As with SCP from fungi, other developments in the production of bacterial SCP focus on upgrading various waste substrates or valorisation of waste water treatment. Examples include the treatment of potato starch processing waste in a two-step process using Aspergillus niger to degrade fibres in the potato residue and Bacillus licheniformis to produce protein (Liu et al., 2014). Economic analyses indicated that the process could address not only the pollution problem of the starch industry, but also the shortage of protein for animal feed in China (Liu et al., 2014). Another example of simultaneous waste water management and SCP production was reported by Kornochalert et al. (2014) for rubber sheet factory waste.
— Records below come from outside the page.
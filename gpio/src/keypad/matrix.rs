use std::fmt::{Debug, Formatter};
use std::thread;
use std::time::Duration;
use log::trace;
use crate::{GpioBias, GpioDirection, GpioPin, GpioResult};
use crate::keypad::{Keymap, Keypad, KeypadError};

/// Electrical role a scanned pin is currently playing.
#[derive(Copy, Clone, Debug, Eq, PartialEq)]
pub enum PinRole {
    /// High-impedance input with no bias. The idle role.
    FloatingInput,
    /// Input with the internal pull-up engaged. Reads high unless something
    /// externally pulls the line low.
    PulledUpInput,
    /// Output actively driving the line to the given level.
    DrivenOutput(bool),
}

/// A pin together with the role it is known to be in.
#[derive(Debug)]
pub struct ScanPin<'a> {
    pin: Box<dyn GpioPin + 'a>,
    role: PinRole,
}

impl<'a> ScanPin<'a> {
    /// Wraps a freshly claimed pin, which drivers hand out as a floating
    /// input.
    pub fn new(pin: Box<dyn GpioPin + 'a>) -> Self {
        ScanPin {
            pin,
            role: PinRole::FloatingInput,
        }
    }

    pub fn role(&self) -> PinRole {
        self.role
    }

    /// Makes the pin an input with the pull-up engaged, and pre-sets the
    /// output latch high so a later switch to output starts at the high
    /// level.
    pub fn configure_pulled_up_input(&mut self) -> GpioResult<()> {
        self.pin.set_direction(GpioDirection::Input)?;
        self.pin.set_bias(GpioBias::PullUp)?;
        self.pin.write(true)?;
        self.role = PinRole::PulledUpInput;
        Ok(())
    }

    /// Reads the pin's current level.
    ///
    /// While the pin is driving the line itself, the driven level is
    /// returned without consulting the hardware.
    pub fn read_level(&self) -> GpioResult<bool> {
        match self.role {
            PinRole::DrivenOutput(level) => Ok(level),
            _ => self.pin.read(),
        }
    }

    /// Makes the pin an output and drives the line low.
    pub fn begin_drive_low(&mut self) -> GpioResult<()> {
        self.pin.set_direction(GpioDirection::Output)?;
        self.pin.write(false)?;
        self.role = PinRole::DrivenOutput(false);
        Ok(())
    }

    /// Stops driving the line and returns the pin to a floating input.
    ///
    /// The latch is raised high while the pin is still an output, so the
    /// line never floats at an actively driven low level.
    pub fn end_drive_low(&mut self) -> GpioResult<()> {
        self.pin.write(true)?;
        self.pin.set_direction(GpioDirection::Input)?;
        self.pin.set_bias(GpioBias::None)?;
        self.role = PinRole::FloatingInput;
        Ok(())
    }
}

/// A keypad wired as a row/column matrix, scanned one column at a time.
///
/// Every scan re-arms all row pins as pulled-up inputs, then walks the
/// columns in order. The scanned column is driven low, each row is read in
/// order, and a row reading low means the key at that position is closed.
/// Keys are therefore reported in column-major order.
///
/// The matrix is assumed to have no per-key diodes. Three closed keys
/// forming an L shape short a fourth, unpressed position into the scan,
/// and it is reported as pressed too.
pub struct MatrixKeypad<'a, K> {
    rows: Vec<ScanPin<'a>>,
    cols: Vec<ScanPin<'a>>,
    keymap: Keymap<K>,
    settle_time: Duration,
}

impl<'a, K> MatrixKeypad<'a, K> {
    /// Creates a matrix keypad from its row pins, column pins and keymap.
    ///
    /// The keymap must have exactly one label per row/column pin pair. No
    /// pin is touched until the first scan.
    pub fn new(
        row_pins: Vec<Box<dyn GpioPin + 'a>>,
        col_pins: Vec<Box<dyn GpioPin + 'a>>,
        keymap: Keymap<K>,
    ) -> Result<Self, KeypadError> {
        if keymap.rows() != row_pins.len() || keymap.cols() != col_pins.len() {
            return Err(KeypadError::DimensionMismatch {
                map_rows: keymap.rows(),
                map_cols: keymap.cols(),
                row_pins: row_pins.len(),
                col_pins: col_pins.len(),
            });
        }

        Ok(MatrixKeypad {
            rows: row_pins.into_iter().map(ScanPin::new).collect(),
            cols: col_pins.into_iter().map(ScanPin::new).collect(),
            keymap,
            settle_time: Duration::from_micros(10),
        })
    }

    /// Sets how long to wait after driving a column before reading the rows.
    pub fn with_settle_time(mut self, settle_time: Duration) -> Self {
        self.settle_time = settle_time;
        self
    }
}

impl<K> Debug for MatrixKeypad<'_, K> {
    fn fmt(&self, f: &mut Formatter<'_>) -> std::fmt::Result {
        write!(
            f,
            "MatrixKeypad({}x{})",
            self.rows.len(),
            self.cols.len()
        )
    }
}

impl<K: Clone + Debug> Keypad for MatrixKeypad<'_, K> {
    type Key = K;

    fn scan(&mut self) -> GpioResult<Vec<K>> {
        for row in &mut self.rows {
            row.configure_pulled_up_input()?;
        }

        let mut pressed = Vec::new();

        for (col, col_pin) in self.cols.iter_mut().enumerate() {
            col_pin.begin_drive_low()?;
            if !self.settle_time.is_zero() {
                thread::sleep(self.settle_time);
            }

            for (row, row_pin) in self.rows.iter().enumerate() {
                if !row_pin.read_level()? {
                    let key = self.keymap.label(row, col).clone();
                    trace!("Key down at ({row}, {col}): {key:?}");
                    pressed.push(key);
                }
            }

            col_pin.end_drive_low()?;
        }

        Ok(pressed)
    }
}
They demonstrated that the chemical oxygen demand, suspended solids and total sulfides in the waste water was reduced by the purple nonsulfur bacterium, Rhodopseudomonas palustris, to levels that met the guidelines for use as irrigation water in Thailand and that the biomass produced was suitable for SCP (Kornochalert et al., 2014).
Soy-bean hull has been fermented with B. subtilis to improve its nutritional value as a feed for monogastric animals (Wongputtisin et al., 2014).
Kunasundari et al. (2013) describe a novel secondary product, co-produced with bacterial SCP. They cultivated Cupriavidus necator in a large scale to produce biomass high in both protein and polyhydroxyalkanoate (PHA). This biomass was fed to rats. The feed was not only well-tolerated and safe for rats, but the rats also produced faecal pellets containing PHA granules, which enabled the purification of substantial amounts of PHA without use of strong solvents (Kunasundari et al., 2013).
Processing of SCP
Depending on the substrate material and intended food/feed application, various processing steps are required prior to formulation of the final SCP product. In the following section we review the most relevant processing needs for SCP.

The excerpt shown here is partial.